La tierra obliga al Estado a volver a sus funciones más esenciales de asegurar subsistencia, servicios básicos, conectividad y orden público. La desgracia nos recuerda que la compasión y la solidaridad son impulsos vitales de la acción colectiva; pero que a las autoridades no les son demandados ni gestos ni discursos, sino acciones concretas; que se les mide por sus obras y sus logros, y se les enjuicia por la eficacia y la eficiencia en esas labores. La urgencia es su acicate.
La actividad y el diagnóstico requieren ir al unísono. Los daños deben ser catastrados y las necesidades de la gente, rigurosamente medidas, mientras se le escucha y se le atiende; esas necesidades deben ser priorizadas y los recursos, asignados gradualmente, luego de una prolija planificación que debe hacerse sobre la marcha.
Los medios de comunicación, aun a veces explotando sin pudor ni ética el dolor de la desgracia, colaboran a que no queden lugares invisibilizados.
Si las autoridades explican, la gente entiende que algunas cosas deberán esperar para que otras más urgentes se atiendan, aunque se indignará si percibe que los recursos se han mal utilizado o, peor aún, desviado.
La población que demanda, incluso la que pasa por duros aprietos, entiende de procesos y de plazos. Lo digo desde mi personal experiencia recorriendo pueblos devastados en el Norte Grande a horas de otro terremoto.
Ante las necesidades que genera la desgracia, el despliegue estatal exige de enorme coordinación entre sus muy diversas agencias, las unas centralizadas, las otras locales.
El centralismo del Estado volverá a ser puesto a prueba y cada servicio tendrá que entender que no es su sello ni sus metas de gestión lo que importa a la gente, sino la satisfacción de necesidades múltiples y complejas desplegadas en el territorio.
Los efectos de las medidas y políticas serán concretos y se medirán en la satisfacción de la gente.
Así es la política en los momentos de emergencia.
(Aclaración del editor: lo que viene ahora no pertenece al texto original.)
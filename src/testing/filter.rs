//! Test selection

use super::registry::{Registry, TestCase};

/// Select the tests to run
///
/// - An explicit name selects that test alone, or nothing when no test has
///   that name. It takes precedence over categories.
/// - Otherwise a non-empty category list selects every test in one of them.
/// - Otherwise everything is selected.
///
/// Selected tests come back in registration order.
pub fn select<'a, C>(
    registry: &'a Registry<C>,
    explicit_name: Option<&str>,
    categories: &[String],
) -> Vec<&'a TestCase<C>> {
    if let Some(name) = explicit_name {
        return registry.get(name).into_iter().collect();
    }

    if !categories.is_empty() {
        return registry
            .all()
            .filter(|t| categories.iter().any(|c| c == t.category()))
            .collect();
    }

    registry.all().collect()
}
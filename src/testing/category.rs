//! Category display ordering
//!
//! Categories in the priority list come first, in list order. Anything
//! else sorts after them, keeping first-seen order.

use std::collections::HashMap;

/// Priority lookup built from an ordered list of category names
#[derive(Debug, Clone, Default)]
pub struct CategoryOrder {
    names: Vec<String>,
    priority: HashMap<String, usize>,
}

impl CategoryOrder {
    pub fn new<I, S>(names: I) -> Self
    where
        I: IntoIterator<Item = S>,
        S: Into<String>,
    {
        let mut order = Self::default();
        for name in names {
            let name = name.into();
            if !order.priority.contains_key(&name) {
                order.priority.insert(name.clone(), order.names.len());
                order.names.push(name);
            }
        }
        order
    }

    /// Position in the priority list; unlisted categories get `len(list)`
    pub fn priority(&self, category: &str) -> usize {
        self.priority
            .get(category)
            .copied()
            .unwrap_or(self.names.len())
    }

    /// Sort items so categories are contiguous and in display order
    ///
    /// Unlisted categories follow in first-seen order. The sort is stable,
    /// so items keep their insertion order within a category.
    pub fn sort_by_category<T, F>(&self, items: &mut [T], category_of: F)
    where
        F: Fn(&T) -> &str,
    {
        let mut first_seen: HashMap<String, usize> = HashMap::new();
        for item in items.iter() {
            let category = category_of(item);
            if !first_seen.contains_key(category) {
                first_seen.insert(category.to_string(), first_seen.len());
            }
        }
        items.sort_by_key(|item| {
            let category = category_of(item);
            (self.priority(category), first_seen[category])
        });
    }

    /// Group items by category, groups in display order
    ///
    /// Unlisted categories appear after listed ones in first-seen order.
    pub fn group<'a, T, F>(&self, items: &'a [T], category_of: F) -> Vec<(&'a str, Vec<&'a T>)>
    where
        F: Fn(&'a T) -> &'a str,
    {
        let mut groups: Vec<(&'a str, Vec<&'a T>)> = Vec::new();
        for item in items {
            let category = category_of(item);
            match groups.iter_mut().find(|(name, _)| *name == category) {
                Some((_, members)) => members.push(item),
                None => groups.push((category, vec![item])),
            }
        }
        groups.sort_by_key(|(name, _)| self.priority(name));
        groups
    }
}
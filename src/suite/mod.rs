//! Conformance checks for an OpenAI-compatible chat completions server
//!
//! Every check is an `async fn(Arc<Context>) -> CheckResult` registered by
//! [`register_all`]. The engine in [`crate::testing`] knows nothing about
//! what they verify.

mod basic_chat;
mod connectivity;
mod errors;
mod models;
mod parameters;
pub mod provider;
mod response_format;
mod streaming;
mod tools;

use crate::client::{ChatClient, ChatRequest, HttpClient};
use crate::common::config::Settings;
use crate::common::Result;
use crate::testing::{CategoryOrder, Registry};
use provider::ProviderProfile;

/// Display and execution order of the shipped categories
pub const CATEGORY_ORDER: &[&str] = &[
    "connectivity",
    "basic_chat",
    "streaming",
    "models",
    "tools",
    "parameters",
    "errors",
    "response_format",
];

/// Shared state handed to every check
#[derive(Debug)]
pub struct Context {
    pub settings: Settings,
    pub http: HttpClient,
    pub chat: ChatClient,
}

impl Context {
    /// Build the clients for the configured server
    pub fn new(settings: Settings) -> Result<Self> {
        let http = HttpClient::new(&settings.server, settings.timeout)?;
        let chat = ChatClient::new(http.clone());
        Ok(Self {
            settings,
            http,
            chat,
        })
    }

    pub fn provider(&self) -> &'static ProviderProfile {
        self.settings.provider
    }

    pub fn model(&self) -> &str {
        &self.settings.model
    }

    /// A request for the configured model with no messages yet
    pub fn request(&self) -> ChatRequest {
        ChatRequest::new(self.model())
    }
}

/// Register every shipped check
pub fn register_all(registry: &mut Registry<Context>) -> Result<()> {
    connectivity::register(registry)?;
    basic_chat::register(registry)?;
    streaming::register(registry)?;
    models::register(registry)?;
    tools::register(registry)?;
    parameters::register(registry)?;
    errors::register(registry)?;
    response_format::register(registry)?;
    Ok(())
}

/// Priority order for the shipped categories
pub fn category_order() -> CategoryOrder {
    CategoryOrder::new(CATEGORY_ORDER.iter().copied())
}

/// The full catalog
pub fn registry() -> Result<Registry<Context>> {
    let mut registry = Registry::new();
    register_all(&mut registry)?;
    Ok(registry)
}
Así lo demanda el país y por algún tiempo, sin distinción, todas sus autoridades entienden que el realismo exige buen diagnóstico, certero diseño, prolija ejecución y altos niveles de eficacia.
En la alerta y en la reacción de las primeras horas se aprecia que las agencias del Estado sacaron y aprendieron bien las lecciones de la tragedia del 27 de febrero. También la población.
Un terremoto y tsunami de esta magnitud pudo conllevar muchas más desgracias. El Gobierno se despliega y la Presidenta se muestra a cargo; un antídoto mucho más poderoso que cualquier desmentido frente a la frenética y envenenada ola de rumores que habían poblado el ambiente político.
Las diferencias políticas se desdibujan; los actores políticos vuelven a practicar la coordinación y la concordia, aunque las autoridades locales estarán prontas a vocear las demandas de sus vecinos, los parlamentarios a fiscalizar y a representar sus territorios, y la oposición a medir celosamente la acción gubernativa.
Así se transforma la política cuando se ve obligada a enfrentar emergencias; lo hace de un modo que no debiéramos olvidar del todo. Ya volveremos a la arena política más ordinaria, a sus cuestiones más abstractas, a aquellas en las que nos cuesta más diagnosticar los males y reconocer los mejores caminos; ya volveremos a sus necesarias diferencias y consiguientes reyertas. Es inevitable. Sin embargo, en una de esas, luego de la experiencia de servir a la gente tan concretamente, se vuelva con otros aires.